__What is needed__: Search the data for the word "rendering" and copy every line where it occurs.

__Provided entries__:

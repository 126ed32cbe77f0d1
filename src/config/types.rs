use std::time::Duration;
use serde::{Deserialize, Serialize};

#[derive(Debug, Clone, PartialEq, Eq, Serialize, Deserialize)]
#[serde(rename_all = "camelCase", default)]
pub struct LinkConfig {
    pub connection_timeout_ms: u64,
    pub scan_duration_ms: u64,
    pub auto_connect: bool,
    pub auto_reconnect: bool,
    // 0 means a short pulse is sent after connecting instead
    pub default_vibration_level: u8,
    pub last_connected_device: Option<String>,
    pub last_connected_name: Option<String>,
}

impl LinkConfig {
    pub fn connection_timeout(&self) -> Duration {
        Duration::from_millis(self.connection_timeout_ms)
    }

    pub fn scan_duration(&self) -> Duration {
        Duration::from_millis(self.scan_duration_ms)
    }

    pub fn remember_device(&mut self, address: &str, name: &str) {
        self.last_connected_device = Some(address.to_string());
        self.last_connected_name = Some(name.to_string());
    }
}

impl Default for LinkConfig {
    fn default() -> Self {
        LinkConfig {
            connection_timeout_ms: 15000,
            scan_duration_ms: 10000,
            auto_connect: true,
            auto_reconnect: true,
            default_vibration_level: 0,
            last_connected_device: None,
            last_connected_name: None,
        }
    }
}

#[cfg(test)]
mod tests {
    use super::*;

    #[test]
    fn missing_fields_use_defaults() {
        let config: LinkConfig = serde_json::from_str(r#"{"autoReconnect": false, "defaultVibrationLevel": 5}"#).unwrap();

        assert!(!config.auto_reconnect);
        assert_eq!(config.default_vibration_level, 5);
        assert_eq!(config.connection_timeout(), Duration::from_secs(15));
        assert_eq!(config.scan_duration(), Duration::from_secs(10));
        assert!(config.auto_connect);
        assert_eq!(config.last_connected_device, None);
    }

    #[test]
    fn serializes_camel_case() {
        let mut config = LinkConfig::default();
        config.remember_device("aa:bb", "LVS-Nora");

        let json = serde_json::to_value(&config).unwrap();
        assert_eq!(json["lastConnectedDevice"], "aa:bb");
        assert_eq!(json["lastConnectedName"], "LVS-Nora");
        assert_eq!(json["connectionTimeoutMs"], 15000);
    }
}
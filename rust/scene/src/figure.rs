// This Source Code Form is subject to the terms of the Mozilla Public
// License, v. 2.0. If a copy of the MPL was not distributed with this
// file, You can obtain one at https://mozilla.org/MPL/2.0/.

//! Figure and trace types.
//!
//! A [`Figure`] is a list of typed traces plus a layout, serialized in the
//! JSON shape the browser plotting layer consumes. Optional fields are left
//! out of the output when unset so the renderer applies its own defaults.

use crate::colorscale::Colorscale;
use crate::layout::{Layout, Xyz};
use serde::Serialize;

/// A complete scene description.
#[derive(Debug, Clone, Default, PartialEq, Serialize)]
pub struct Figure {
    pub data: Vec<Trace>,
    pub layout: Layout,
}

impl Figure {
    pub fn new(data: Vec<Trace>, layout: Layout) -> Self {
        Self { data, layout }
    }

    pub fn trace_count(&self) -> usize {
        self.data.len()
    }
}

/// One primitive of a figure, tagged by `type`.
#[derive(Debug, Clone, PartialEq, Serialize)]
#[serde(tag = "type", rename_all = "lowercase")]
pub enum Trace {
    Mesh3d(Mesh3d),
    Volume(Volume),
    Surface(Surface),
}

impl Trace {
    pub fn name(&self) -> Option<&str> {
        match self {
            Trace::Mesh3d(t) => t.name.as_deref(),
            Trace::Volume(t) => t.name.as_deref(),
            Trace::Surface(t) => t.name.as_deref(),
        }
    }
}

impl From<Mesh3d> for Trace {
    fn from(t: Mesh3d) -> Self {
        Trace::Mesh3d(t)
    }
}

impl From<Volume> for Trace {
    fn from(t: Volume) -> Self {
        Trace::Volume(t)
    }
}

impl From<Surface> for Trace {
    fn from(t: Surface) -> Self {
        Trace::Surface(t)
    }
}

/// Indexed triangle mesh with either per-vertex intensity or a flat color.
#[derive(Debug, Clone, Default, PartialEq, Serialize)]
pub struct Mesh3d {
    pub x: Vec<f64>,
    pub y: Vec<f64>,
    pub z: Vec<f64>,
    pub i: Vec<u32>,
    pub j: Vec<u32>,
    pub k: Vec<u32>,
    #[serde(skip_serializing_if = "Option::is_none")]
    pub intensity: Option<Vec<f64>>,
    #[serde(skip_serializing_if = "Option::is_none")]
    pub colorscale: Option<Colorscale>,
    #[serde(skip_serializing_if = "Option::is_none")]
    pub cmin: Option<f64>,
    #[serde(skip_serializing_if = "Option::is_none")]
    pub cmax: Option<f64>,
    #[serde(skip_serializing_if = "Option::is_none")]
    pub color: Option<String>,
    pub opacity: f64,
    #[serde(skip_serializing_if = "Option::is_none")]
    pub name: Option<String>,
    #[serde(skip_serializing_if = "Option::is_none")]
    pub flatshading: Option<bool>,
    #[serde(skip_serializing_if = "Option::is_none")]
    pub lighting: Option<Lighting>,
    #[serde(skip_serializing_if = "Option::is_none")]
    pub lightposition: Option<Xyz>,
}

/// Sparse scalar field rendered as nested iso-surfaces.
#[derive(Debug, Clone, Default, PartialEq, Serialize)]
pub struct Volume {
    pub x: Vec<f64>,
    pub y: Vec<f64>,
    pub z: Vec<f64>,
    pub value: Vec<f64>,
    pub isomin: f64,
    pub isomax: f64,
    pub opacity: f64,
    pub colorscale: Colorscale,
    pub surface_count: u32,
    #[serde(skip_serializing_if = "Option::is_none")]
    pub name: Option<String>,
}

/// Surface coordinates: either one value per column/row or a full grid.
#[derive(Debug, Clone, PartialEq, Serialize)]
#[serde(untagged)]
pub enum SurfaceAxis {
    Vector(Vec<f64>),
    Grid(Vec<Vec<f64>>),
}

impl Default for SurfaceAxis {
    fn default() -> Self {
        SurfaceAxis::Vector(Vec::new())
    }
}

/// Colored surface over a rectangular grid.
#[derive(Debug, Clone, Default, PartialEq, Serialize)]
pub struct Surface {
    pub x: SurfaceAxis,
    pub y: SurfaceAxis,
    pub z: Vec<Vec<f64>>,
    pub surfacecolor: Vec<Vec<f64>>,
    pub colorscale: Colorscale,
    #[serde(skip_serializing_if = "Option::is_none")]
    pub cmin: Option<f64>,
    #[serde(skip_serializing_if = "Option::is_none")]
    pub cmax: Option<f64>,
    #[serde(skip_serializing_if = "Option::is_none")]
    pub showscale: Option<bool>,
    pub opacity: f64,
    #[serde(skip_serializing_if = "Option::is_none")]
    pub name: Option<String>,
}

/// Mesh lighting coefficients.
#[derive(Debug, Clone, Copy, PartialEq, Serialize)]
pub struct Lighting {
    pub ambient: f64,
    pub diffuse: f64,
    pub fresnel: f64,
    pub specular: f64,
    pub roughness: f64,
    pub facenormalsepsilon: f64,
    pub vertexnormalsepsilon: f64,
}

impl Lighting {
    /// Lighting used for organ models.
    pub const ORGAN: Lighting = Lighting {
        ambient: 0.18,
        diffuse: 1.0,
        fresnel: 0.1,
        specular: 1.0,
        roughness: 0.1,
        facenormalsepsilon: 1e-6,
        vertexnormalsepsilon: 1e-12,
    };
}

#[cfg(test)]
mod tests {
    use super::*;
    use serde_json::json;

    #[test]
    fn test_trace_tag() {
        let trace: Trace = Volume {
            surface_count: 21,
            name: Some("Point View".into()),
            ..Default::default()
        }
        .into();
        let json = serde_json::to_value(&trace).unwrap();
        assert_eq!(json["type"], "volume");
        assert_eq!(json["surface_count"], 21);
        assert_eq!(trace.name(), Some("Point View"));
    }

    #[test]
    fn test_unset_fields_are_omitted() {
        let trace: Trace = Surface {
            x: SurfaceAxis::Vector(vec![0.0, 1.0]),
            y: SurfaceAxis::Grid(vec![vec![0.0], vec![1.0]]),
            opacity: 1.0,
            ..Default::default()
        }
        .into();
        let json = serde_json::to_value(&trace).unwrap();
        assert_eq!(json["type"], "surface");
        assert_eq!(json["x"], json!([0.0, 1.0]));
        assert_eq!(json["y"], json!([[0.0], [1.0]]));
        assert!(json.get("showscale").is_none());
        assert!(json.get("cmin").is_none());
        assert_eq!(json["colorscale"], "greys");
    }

    #[test]
    fn test_nan_serializes_as_null() {
        let mesh = Mesh3d {
            intensity: Some(vec![f64::NAN, 1.0]),
            ..Default::default()
        };
        let json = serde_json::to_value(&mesh).unwrap();
        assert_eq!(json["intensity"], json!([null, 1.0]));
    }
}
// This Source Code Form is subject to the terms of the Mozilla Public
// License, v. 2.0. If a copy of the MPL was not distributed with this
// file, You can obtain one at https://mozilla.org/MPL/2.0/.

//! Page assembly and cached figure rendering.

use super::cache::DiskCache;
use super::store::{BlockStore, BlockTables};
use crate::config::Config;
use crate::error::Result;
use crate::types::{FigureRequest, PageData, TabInfo};
use std::time::Instant;
use volmap_core::{build_layers, image_layer_options, Defaults, OrganTraces, Settings, Table};
use volmap_scene::{available_tabs, organ_models, render_view, OrganModel};

/// Assemble the page data of `store`'s block.
pub fn load_page(store: &BlockStore) -> Result<PageData> {
    let tables = BlockTables::load(store)?;
    let image_layer_count = store.image_layer_count()?;

    let page = PageData {
        info: store.meta()?,
        defaults: Defaults::for_block(&tables.ranges)?,
        layers: build_layers(&tables.axes.z),
        image_layers: image_layer_options(image_layer_count),
        category: tables.labels.category.clone(),
        category_options: tables.labels.options(),
        value_ranges: tables.ranges.entries().to_vec(),
        downloads: store.downloads()?,
        tabs: available_tabs(image_layer_count).into_iter().map(TabInfo::from).collect(),
        axes: tables.axes,
    };

    tracing::info!(
        block = %store.block(),
        layers = page.layers.len() - 1,
        image_layers = image_layer_count,
        "Loaded page data"
    );
    Ok(page)
}

/// Render one figure as JSON, reading and filling `cache` when present.
pub fn render_figure(store: &BlockStore, cache: Option<&DiskCache>, request: FigureRequest) -> Result<Vec<u8>> {
    let start = Instant::now();
    let tables = BlockTables::load(store)?;
    let settings = Settings::for_block(&tables.ranges)?.reconcile(request.settings)?;

    let cache = cache.filter(|_| !request.skip_cache);
    let key = DiskCache::figure_key(store.block(), request.tab, &settings)?;
    if let Some(cache) = cache {
        if let Some(bytes) = cache.get_bytes(&key)? {
            tracing::debug!(key = %key, tab = %request.tab, "Cache hit");
            return Ok(bytes);
        }
    }

    let figure = render_view(request.tab, &tables.context(&settings), store)?;
    let bytes = serde_json::to_vec(&figure)?;

    if let Some(cache) = cache {
        if let Err(e) = cache.set_bytes(&key, &bytes) {
            tracing::warn!(error = %e, key = %key, "Failed to cache figure");
        }
    }

    tracing::info!(
        block = %store.block(),
        tab = %request.tab,
        traces = figure.data.len(),
        bytes = bytes.len(),
        elapsed_ms = start.elapsed().as_millis() as u64,
        "Rendered figure"
    );
    Ok(bytes)
}

/// Model figures of every organ listed in `obj/obj-files.csv`.
pub fn load_organ_models(config: &Config) -> Result<Vec<OrganModel>> {
    let obj_dir = config.obj_dir();
    let traces = OrganTraces::from_path(&obj_dir.join("obj-files.csv"))?;
    Ok(organ_models(&traces, &obj_dir.join("volumes"))?)
}
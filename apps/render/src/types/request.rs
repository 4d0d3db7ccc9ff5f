// This Source Code Form is subject to the terms of the Mozilla Public
// License, v. 2.0. If a copy of the MPL was not distributed with this
// file, You can obtain one at https://mozilla.org/MPL/2.0/.

//! Request types for figure rendering.

use crate::error::{RenderError, Result};
use volmap_core::SettingsUpdate;
use volmap_scene::ViewTab;

/// One figure to render.
#[derive(Debug, Clone, PartialEq)]
pub struct FigureRequest {
    pub block: String,
    pub tab: ViewTab,
    /// Latest UI control values; absent controls keep their defaults.
    pub settings: SettingsUpdate,
    /// Skip cache lookup if true.
    pub skip_cache: bool,
}

impl FigureRequest {
    /// Build a request from raw command line values.
    pub fn parse(block: &str, tab: &str, settings: Option<&str>, skip_cache: bool) -> Result<Self> {
        let settings = match settings {
            Some(json) => serde_json::from_str(json).map_err(RenderError::InvalidSettings)?,
            None => SettingsUpdate::default(),
        };
        Ok(Self {
            block: block.to_string(),
            tab: tab.parse()?,
            settings,
            skip_cache,
        })
    }
}
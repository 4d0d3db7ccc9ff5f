// This Source Code Form is subject to the terms of the Mozilla Public
// License, v. 2.0. If a copy of the MPL was not distributed with this
// file, You can obtain one at https://mozilla.org/MPL/2.0/.

use super::ViewContext;
use crate::error::Result;
use crate::figure::{Figure, Surface, SurfaceAxis, Trace};
use crate::layout::Layout;
use volmap_core::{select_layer, LayerSelection, MeasurementTable};
use volmap_geometry::layer_grid;

/// One flat surface per Z-slab colored by Y band. Only the first surface
/// carries a color scale; empty slabs are skipped.
pub fn layer_figure(ctx: &ViewContext<'_>, table: &MeasurementTable) -> Result<Figure> {
    let quantity = ctx.quantity(table)?;
    let range = ctx.range()?;

    let layers: Vec<usize> = match ctx.layer()? {
        LayerSelection::All => (1..=ctx.axes.num_layers()).collect(),
        LayerSelection::Layer(n) => vec![n],
    };

    let mut data: Vec<Trace> = Vec::with_capacity(layers.len());
    for n in layers {
        let selection = LayerSelection::Layer(n);
        let rows = select_layer(selection, table.rows(), &ctx.axes.z)?;
        let Some(grid) = layer_grid(&rows, quantity, &ctx.axes.y) else {
            tracing::debug!(layer = n, "Skipping empty layer");
            continue;
        };

        let showscale = if data.is_empty() { None } else { Some(false) };
        data.push(
            Surface {
                x: SurfaceAxis::Vector(grid.x),
                y: SurfaceAxis::Vector(grid.y),
                z: grid.z,
                surfacecolor: grid.colors,
                colorscale: ctx.colorscale(),
                cmin: Some(range.min),
                cmax: Some(range.max),
                showscale,
                opacity: 1.0,
                name: Some(selection.to_string()),
            }
            .into(),
        );
    }

    Ok(Figure::new(data, Layout::volume(ctx.axes)))
}

#[cfg(test)]
mod tests {
    use super::*;
    use crate::views::tests::{block, point_table};

    fn surfaces(fig: &Figure) -> Vec<&Surface> {
        fig.data
            .iter()
            .map(|t| match t {
                Trace::Surface(s) => s,
                other => panic!("expected surface, got {:?}", other),
            })
            .collect()
    }

    #[test]
    fn test_all_layers() {
        let block = block();
        let fig = layer_figure(&block.ctx(), &point_table()).unwrap();
        let surfaces = surfaces(&fig);
        assert_eq!(surfaces.len(), 2);
        assert_eq!(surfaces[0].name.as_deref(), Some("Layer 1"));
        assert_eq!(surfaces[0].showscale, None);
        assert_eq!(surfaces[1].showscale, Some(false));

        assert_eq!(surfaces[0].x, SurfaceAxis::Vector(vec![0.0, 1.0]));
        assert_eq!(surfaces[0].z, vec![vec![0.0, 0.0], vec![0.0, 0.0]]);
        assert_eq!(surfaces[0].surfacecolor, vec![vec![1.0, 2.0], vec![3.0, 4.0]]);
    }

    #[test]
    fn test_single_layer() {
        let mut block = block();
        block.settings.layer = "Layer 2".into();
        let fig = layer_figure(&block.ctx(), &point_table()).unwrap();
        let surfaces = surfaces(&fig);
        assert_eq!(surfaces.len(), 1);
        assert_eq!(surfaces[0].name.as_deref(), Some("Layer 2"));
        assert_eq!(surfaces[0].showscale, None);
        assert_eq!(surfaces[0].z, vec![vec![1.0, 1.0]]);
    }

    #[test]
    fn test_empty_layers_emit_nothing() {
        let block = block();
        let empty = volmap_core::MeasurementTable::new(vec!["CYB5A".into()], Vec::new());
        let fig = layer_figure(&block.ctx(), &empty).unwrap();
        assert!(fig.data.is_empty());
    }
}
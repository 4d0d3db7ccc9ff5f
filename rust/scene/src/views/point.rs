// This Source Code Form is subject to the terms of the Mozilla Public
// License, v. 2.0. If a copy of the MPL was not distributed with this
// file, You can obtain one at https://mozilla.org/MPL/2.0/.

use super::ViewContext;
use crate::error::Result;
use crate::figure::{Figure, Volume};
use crate::layout::Layout;
use volmap_core::{select_layer, MeasurementTable};

const SURFACE_COUNT: u32 = 21;
const NAME: &str = "Point View";

/// Point measurements of the selected layer as an iso-surface volume.
/// Category filtering does not apply to this view.
pub fn point_figure(ctx: &ViewContext<'_>, table: &MeasurementTable) -> Result<Figure> {
    let quantity = ctx.quantity(table)?;
    let range = ctx.range()?;
    let rows = select_layer(ctx.layer()?, table.rows(), &ctx.axes.z)?;

    let mut volume = Volume {
        isomin: range.min,
        isomax: range.max,
        opacity: ctx.settings.point_opacity.get(),
        colorscale: ctx.colorscale(),
        surface_count: SURFACE_COUNT,
        name: Some(NAME.to_string()),
        ..Default::default()
    };
    for row in rows {
        volume.x.push(row.x);
        volume.y.push(row.y);
        volume.z.push(row.z);
        volume.value.push(row.value(quantity));
    }

    Ok(Figure::new(vec![volume.into()], Layout::volume(ctx.axes)))
}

__Expected output__:
//! Page assembly and cached figure rendering.
//! Request types for figure rendering.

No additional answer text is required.